[Collected data]

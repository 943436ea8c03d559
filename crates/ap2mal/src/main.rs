//! ap2mal CLI application.

use anyhow::{Context, Result};
use ap2mal::{JikanClient, ListConverter, Resolver};
use clap::Parser;
use shared::Config;
use std::path::PathBuf;
use tracing::info;

#[derive(Parser, Debug)]
#[command(author, version, about, long_about = None)]
struct Args {
    /// Path to configuration file
    #[arg(short, long, default_value = "config.toml")]
    config: PathBuf,

    /// Input list export (overrides config)
    #[arg(short, long)]
    input: Option<String>,

    /// Output import document (overrides config)
    #[arg(short, long)]
    output: Option<String>,

    /// Skip log for unmatched titles (overrides config)
    #[arg(long)]
    skip_log: Option<String>,

    /// Username written into the export header (overrides config)
    #[arg(short, long)]
    username: Option<String>,

    /// Pacing delay in milliseconds (overrides config)
    #[arg(long)]
    delay_ms: Option<u64>,

    /// Search attempts per title (overrides config)
    #[arg(long)]
    max_attempts: Option<u32>,

    /// Enable verbose logging
    #[arg(short, long)]
    verbose: bool,

    /// Resolve everything but write no files
    #[arg(long)]
    dry_run: bool,
}

#[tokio::main]
async fn main() -> Result<()> {
    let args = Args::parse();

    // Load configuration
    let mut config = Config::from_file(&args.config)
        .with_context(|| format!("Failed to load config from {}", args.config.display()))?;

    // Apply command-line overrides
    if let Some(input) = args.input {
        config.files.input = input;
    }
    if let Some(output) = args.output {
        config.files.output = output;
    }
    if let Some(skip_log) = args.skip_log {
        config.files.skip_log = skip_log;
    }
    if let Some(username) = args.username {
        config.export.user_name = username;
    }
    if let Some(delay_ms) = args.delay_ms {
        config.resolver.delay_ms = delay_ms;
    }
    if let Some(max_attempts) = args.max_attempts {
        config.resolver.max_attempts = max_attempts;
    }

    // Initialize logging
    let log_level = if args.verbose {
        tracing::Level::DEBUG
    } else {
        config.logging.level()
    };

    shared::logging::init(shared::LogConfig {
        log_dir: config.log_dir().to_string_lossy().to_string(),
        component: "ap2mal".to_string(),
        default_level: log_level,
        console: config.logging.console,
        file: config.logging.file,
        json_format: config.logging.json_format,
    })?;

    info!("ap2mal starting");
    info!(config_file = %args.config.display(), "Loaded configuration");
    info!(
        input = %config.files.input,
        output = %config.files.output,
        delay_ms = config.resolver.delay_ms,
        max_attempts = config.resolver.max_attempts,
        "Runtime settings"
    );

    if args.dry_run {
        info!("Dry run enabled, no files will be written");
    }

    // Initialize API client and conversion pipeline
    let client = JikanClient::new(config.resolver.base_url.clone())
        .context("Failed to create Jikan client")?;
    let resolver = Resolver::new(client, config.resolver.delay(), config.resolver.max_attempts);
    let converter = ListConverter::new(resolver, config.export.user_name.clone(), args.dry_run);

    // Run conversion
    let stats = converter
        .convert_file(
            &config.input_path(),
            &config.output_path(),
            &config.skip_log_path(),
        )
        .await
        .context("Conversion failed")?;

    // Display final statistics
    info!("=== Conversion Complete ===");
    info!("Converted: {}", stats.converted);
    info!("Skipped: {}", stats.skipped);
    info!("Total entries: {}", stats.total);

    info!("ap2mal finished successfully");

    Ok(())
}
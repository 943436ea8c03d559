//! ap2mal library for converting exported anime lists into MyAnimeList
//! import documents.
//!
//! This library provides the conversion pipeline: title normalization,
//! catalog resolution via the Jikan API v4, record building, and XML
//! serialization.

pub mod api;
pub mod converter;
pub mod normalize;
pub mod record;
pub mod resolver;
pub mod xml;

pub use api::{AnimeCandidate, JikanClient};
pub use converter::{ConversionOutcome, ConvertError, ConverterStats, ListConverter};
pub use normalize::normalize_title;
pub use record::{build_record, convert_score, convert_status};
pub use resolver::{Resolver, SearchProvider};
pub use xml::render_document;
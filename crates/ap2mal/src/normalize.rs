//! Title normalization for search queries.
//!
//! Exported list titles often carry decorations that hurt search recall,
//! like "(TV)" or "(2011)" suffixes and punctuation the API tokenizer
//! chokes on. Queries are built from a cleaned form of the title; the
//! original title is kept for reporting and the skip log.

use once_cell::sync::Lazy;
use regex::Regex;

/// Parenthesized segments, including any leading whitespace
static PARENTHETICAL: Lazy<Regex> = Lazy::new(|| Regex::new(r"\s*\([^)]*\)").unwrap());

/// Anything that is not alphanumeric, whitespace, or a colon
static NON_SEARCHABLE: Lazy<Regex> = Lazy::new(|| Regex::new(r"[^a-zA-Z0-9\s:]").unwrap());

/// Clean a title for use as a search query
///
/// Strips parenthesized segments, removes characters outside the
/// alphanumeric/whitespace/colon set, and trims surrounding whitespace.
pub fn normalize_title(title: &str) -> String {
    let stripped = PARENTHETICAL.replace_all(title, "");
    let cleaned = NON_SEARCHABLE.replace_all(&stripped, "");
    cleaned.trim().to_string()
}
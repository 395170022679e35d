//! Error types for the Data API.
//!
//! [`ApiError`] covers every way a request can be refused or fail. Its
//! [`IntoResponse`] implementation maps each variant to a status code
//! and a fixed client-facing message. Internal causes are logged here
//! and never reach the response body.

use axum::http::{HeaderValue, StatusCode, header};
use axum::response::{IntoResponse, Response};
use mcadmin_core::BridgeError;
use mcadmin_types::ErrorBody;
use tracing::{error, warn};

/// Content type sent with every JSON body.
pub const JSON_CONTENT_TYPE: &str = "application/json; charset=UTF-8";

/// Errors that can occur while serving a Data API request.
#[derive(Debug, thiserror::Error)]
pub enum ApiError {
    /// The `X-API-Key` header was missing or wrong.
    #[error("Unauthorized: Invalid or missing API key")]
    Unauthorized,

    /// The endpoint only answers `GET`.
    #[error("Method not allowed")]
    MethodNotAllowed,

    /// No route matched the request path.
    #[error("Not found")]
    NotFound,

    /// The snapshot could not be collected from the simulation.
    #[error("snapshot collection failed: {0}")]
    Collection(#[from] BridgeError),

    /// The response body could not be serialized.
    #[error("serialization error: {0}")]
    Serialization(#[from] serde_json::Error),
}

impl ApiError {
    /// HTTP status for this error.
    pub const fn status(&self) -> StatusCode {
        match self {
            Self::Unauthorized => StatusCode::UNAUTHORIZED,
            Self::MethodNotAllowed => StatusCode::METHOD_NOT_ALLOWED,
            Self::NotFound => StatusCode::NOT_FOUND,
            Self::Collection(_) | Self::Serialization(_) => StatusCode::INTERNAL_SERVER_ERROR,
        }
    }

    /// Message placed in the response body.
    fn public_message(&self) -> String {
        match self {
            Self::Collection(_) | Self::Serialization(_) => String::from("Internal server error"),
            other => other.to_string(),
        }
    }
}

impl IntoResponse for ApiError {
    fn into_response(self) -> Response {
        match &self {
            Self::Collection(cause) if cause.is_timeout() => {
                warn!(error = %cause, "Snapshot collection timed out");
            }
            Self::Collection(cause) => error!(error = %cause, "Snapshot collection failed"),
            Self::Serialization(cause) => error!(error = %cause, "Response serialization failed"),
            Self::Unauthorized | Self::MethodNotAllowed | Self::NotFound => {}
        }

        let body = ErrorBody {
            error: self.public_message(),
        };
        // Serializing a single string field cannot fail.
        let bytes = serde_json::to_vec(&body).unwrap_or_default();
        json_response(self.status(), bytes)
    }
}

/// Build a response carrying an already-serialized JSON body.
pub fn json_response(status: StatusCode, body: Vec<u8>) -> Response {
    let mut response = (status, body).into_response();
    response.headers_mut().insert(
        header::CONTENT_TYPE,
        HeaderValue::from_static(JSON_CONTENT_TYPE),
    );
    response
}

PROBLEM DESCRIPTION
The lines to return begin at the first line of the records and end at the line holding "to configuration file"; please return them exactly, including both, and nothing beyond.

EXPECTED ANSWER
repository 943436ea8c03d559
filename crates/ap2mal/src/main.rs
//! ap2mal CLI application.

use anyhow::{Context, Result};
use ap2mal::{JikanClient, ListConverter, Resolver};
use clap::Parser;
use shared::Config;
use std::path::PathBuf;
use tracing::info;

#[derive(Parser, Debug)]
#[command(author, version, about, long_about = None)]
struct Args {
    /// Path to configuration file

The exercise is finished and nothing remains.